IFEvalCode: Controlled Code Generation

Paper · arXiv 2507.22462 · Published July 30, 2025

Code large language models (Code LLMs) have achieved significant advancements in various code-related tasks, particularly in code generation, where the code LLMs produce the target code from natural language descriptions. However, in realistic scenarios, users often expect the returned code to strictly follow the given detailed requirements in many aspects (e.g. the style of code, the number of code lines, or the number of lines), instead of only requiring the correctness of the generated code. Controlled code generation means that the generated response from code LLMs should adhere to specific human guidelines or standards, whereas the LLM should have a strong instruction-following capability in the field of the code. In this paper, we propose forward constraints generation and backward constraints generation for controlled code generation to enhance the capability of LLM in following human instructions. Then, we build a multilingual benchmark IFEvalCode to evaluate the code instruction-following capability of the LLMs.
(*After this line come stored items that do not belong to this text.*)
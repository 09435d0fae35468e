//! Key ledger: which user a watermark key was issued to.
//!
//! Records live in a single pretty-printed JSON array. Every mutation
//! rewrites the whole file through a temporary sibling and a rename, so a
//! crash mid-write leaves the previous ledger intact.

use chrono::{DateTime, Timelike, Utc};
use rand::Rng;
use serde::{Deserialize, Serialize};
use std::path::{Path, PathBuf};
use std::time::Duration;
use tokio::fs;
use tracing::{debug, info, warn};

use mghost_models::{KeySequence, VideoInfo};

use crate::error::{WorkerError, WorkerResult};

/// Smallest generated key.
pub const MIN_UNIQUE_KEY: i64 = 100_000;
/// Number of generated keys (`100000..=999999`).
const KEY_SPACE: i64 = 900_000;
/// Returned by `next_key` on an empty ledger.
const FIRST_SEQUENTIAL_KEY: i64 = 1000;
const TIMESTAMP_ATTEMPTS: usize = 100;

/// Number of candidate keys derived from a unique key.
pub const DERIVED_KEY_COUNT: usize = 4;

/// One issued watermark.
#[derive(Debug, Clone, Serialize, Deserialize)]
pub struct EmbedRecord {
    pub id: String,
    /// Unique key the candidate keys were derived from
    pub key: i64,
    pub keys: Vec<i64>,
    pub sequence: KeySequence,
    #[serde(default = "default_fragment_length")]
    pub fragment_length_secs: f64,
    pub video_path: PathBuf,
    pub output_path: PathBuf,
    #[serde(default)]
    pub user_email: Option<String>,
    #[serde(default)]
    pub user_name: Option<String>,
    #[serde(default, skip_serializing_if = "Option::is_none")]
    pub video_info: Option<VideoInfo>,
    pub created_at: DateTime<Utc>,
}

fn default_fragment_length() -> f64 {
    mghost_models::job::DEFAULT_FRAGMENT_LENGTH_SECS
}

/// Fields supplied by the caller when recording an embed.
#[derive(Debug, Clone)]
pub struct NewRecord {
    pub key: i64,
    pub keys: Vec<i64>,
    pub sequence: KeySequence,
    pub fragment_length_secs: f64,
    pub video_path: PathBuf,
    pub output_path: PathBuf,
    pub user_email: Option<String>,
    pub user_name: Option<String>,
    pub video_info: Option<VideoInfo>,
}

/// JSON-file backed store of embed records.
#[derive(Debug)]
pub struct KeyLedger {
    path: PathBuf,
    records: Vec<EmbedRecord>,
}

impl KeyLedger {
    /// Load the ledger at `path`. A missing or empty file is an empty ledger.
    pub async fn open(path: impl Into<PathBuf>) -> WorkerResult<Self> {
        let path = path.into();
        let records = match fs::read_to_string(&path).await {
            Ok(text) if text.trim().is_empty() => Vec::new(),
            Ok(text) => serde_json::from_str(&text).map_err(|e| {
                WorkerError::ledger(format!("{} is not a valid ledger: {}", path.display(), e))
            })?,
            Err(e) if e.kind() == std::io::ErrorKind::NotFound => Vec::new(),
            Err(e) => return Err(e.into()),
        };

        info!(path = %path.display(), records = records.len(), "Key ledger loaded");
        Ok(Self { path, records })
    }

    pub fn path(&self) -> &Path {
        &self.path
    }

    pub fn len(&self) -> usize {
        self.records.len()
    }

    pub fn is_empty(&self) -> bool {
        self.records.is_empty()
    }

    /// Append a record and persist the ledger.
    pub async fn save_record(&mut self, new: NewRecord) -> WorkerResult<EmbedRecord> {
        let record = EmbedRecord {
            id: uuid::Uuid::new_v4().to_string(),
            key: new.key,
            keys: new.keys,
            sequence: new.sequence,
            fragment_length_secs: new.fragment_length_secs,
            video_path: new.video_path,
            output_path: new.output_path,
            user_email: new.user_email,
            user_name: new.user_name,
            video_info: new.video_info,
            created_at: Utc::now(),
        };

        self.records.push(record.clone());
        if let Err(e) = self.persist().await {
            self.records.pop();
            return Err(e);
        }

        info!(id = %record.id, key = record.key, "Embed record saved");
        Ok(record)
    }

    /// Most recent record issued for `key`.
    pub fn find_by_key(&self, key: i64) -> Option<&EmbedRecord> {
        self.records
            .iter()
            .filter(|r| r.key == key)
            .max_by_key(|r| r.created_at)
    }

    pub fn find_by_id(&self, id: &str) -> Option<&EmbedRecord> {
        self.records.iter().find(|r| r.id == id)
    }

    pub fn key_exists(&self, key: i64) -> bool {
        self.records.iter().any(|r| r.key == key)
    }

    /// One above the highest recorded key, or 1000 for an empty ledger.
    pub fn next_key(&self) -> i64 {
        self.records
            .iter()
            .map(|r| r.key)
            .filter(|k| *k > 0)
            .max()
            .map(|k| k + 1)
            .unwrap_or(FIRST_SEQUENTIAL_KEY)
    }

    /// A six-digit key not present in the ledger.
    ///
    /// Keys come from the current wall-clock time plus a small random
    /// offset. If every timestamp candidate collides, the key space is
    /// scanned from a time-derived starting point.
    pub async fn generate_unique_key(&self) -> WorkerResult<i64> {
        for _ in 0..TIMESTAMP_ATTEMPTS {
            let offset = rand::rng().random_range(0..100);
            let key = timestamp_key(Utc::now(), offset);
            if !self.key_exists(key) {
                debug!(key, "Generated unique key");
                return Ok(key);
            }
            tokio::time::sleep(Duration::from_millis(1)).await;
        }

        warn!(
            attempts = TIMESTAMP_ATTEMPTS,
            "Timestamp keys exhausted, scanning key space"
        );
        let start = Utc::now().timestamp_millis().rem_euclid(KEY_SPACE);
        (0..KEY_SPACE)
            .map(|i| MIN_UNIQUE_KEY + (start + i) % KEY_SPACE)
            .find(|key| !self.key_exists(*key))
            .ok_or(WorkerError::KeySpaceExhausted)
    }

    /// Remove a record by ID and persist the ledger.
    pub async fn delete_record(&mut self, id: &str) -> WorkerResult<EmbedRecord> {
        let index = self
            .records
            .iter()
            .position(|r| r.id == id)
            .ok_or_else(|| WorkerError::RecordNotFound(id.to_string()))?;

        let removed = self.records.remove(index);
        if let Err(e) = self.persist().await {
            self.records.insert(index, removed);
            return Err(e);
        }

        info!(id, key = removed.key, "Embed record deleted");
        Ok(removed)
    }

    /// All records, newest first.
    pub fn all_records(&self) -> Vec<&EmbedRecord> {
        let mut records: Vec<&EmbedRecord> = self.records.iter().collect();
        records.sort_by(|a, b| b.created_at.cmp(&a.created_at));
        records
    }

    async fn persist(&self) -> WorkerResult<()> {
        if let Some(parent) = self.path.parent() {
            if !parent.as_os_str().is_empty() {
                fs::create_dir_all(parent).await?;
            }
        }

        let json = serde_json::to_string_pretty(&self.records)?;
        let tmp = temp_path(&self.path);
        fs::write(&tmp, json).await?;
        if let Err(e) = fs::rename(&tmp, &self.path).await {
            let _ = fs::remove_file(&tmp).await;
            return Err(e.into());
        }
        Ok(())
    }
}

fn temp_path(path: &Path) -> PathBuf {
    let mut name = path
        .file_name()
        .map(|n| n.to_os_string())
        .unwrap_or_else(|| "records.json".into());
    name.push(".tmp");
    path.with_file_name(name)
}

/// Six-digit key from the sub-ten-minute part of `now` plus `offset`.
pub fn timestamp_key(now: DateTime<Utc>, offset: u32) -> i64 {
    let millis = now.timestamp_subsec_millis().min(999);
    let base = (now.minute() % 10) * 100_000 + now.second() * 1000 + millis;
    let mut key = (i64::from(base) + i64::from(offset)) % KEY_SPACE;
    if key < MIN_UNIQUE_KEY {
        key += MIN_UNIQUE_KEY;
    }
    key
}

fn lcg(seed: u64) -> u64 {
    seed.wrapping_mul(1_103_515_245).wrapping_add(12_345) & 0x7fff_ffff
}

/// Candidate keys and key order derived from a unique key.
///
/// Produces four distinct keys in `100..=999` and a permutation of their
/// indices. The derivation is deterministic, so a recorded unique key is
/// enough to regenerate both.
pub fn derive_keys(unique_key: i64) -> (Vec<i64>, KeySequence) {
    let mut seed = unique_key.unsigned_abs();
    let mut keys = Vec::with_capacity(DERIVED_KEY_COUNT);
    while keys.len() < DERIVED_KEY_COUNT {
        seed = lcg(seed);
        let key = 100 + (seed % 900) as i64;
        if !keys.contains(&key) {
            keys.push(key);
        }
    }

    let mut seed = unique_key.unsigned_abs().wrapping_add(12_345);
    let mut remaining: Vec<usize> = (0..DERIVED_KEY_COUNT).collect();
    let mut order = Vec::with_capacity(DERIVED_KEY_COUNT);
    while !remaining.is_empty() {
        seed = lcg(seed);
        let index = (seed % remaining.len() as u64) as usize;
        order.push(remaining.remove(index));
    }

    (keys, KeySequence::from_indices(order))
}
Most existing code benchmarks [11], such as HumanEval [13], BigCodeBench [86], and MBPP [6] are designed to evaluate the correctness of generated code by code execution with the unit tests. Further, some benchmarks, such as Chatbot Arena [80] and CodeArena [69] are proposed to evaluate the alignment between the model-generated response and human preference using the LLM-as-a-Judge. For the general domain, IFEval [85] is proposed to evaluate the proficiency of LLM in controlled text generation, where the instructions are amenable to objective verification of compliance. In the field of code, in addition to requiring the generation of correct code, users often also require the generation of code meeting various objective requirements, such as code style, variable naming, specific algorithms, time complexity, etc. Therefore, we try to explore the proficiency of LLMs in controlled code generation by designing a framework to enhance and evaluate the capabilities in code instruction following.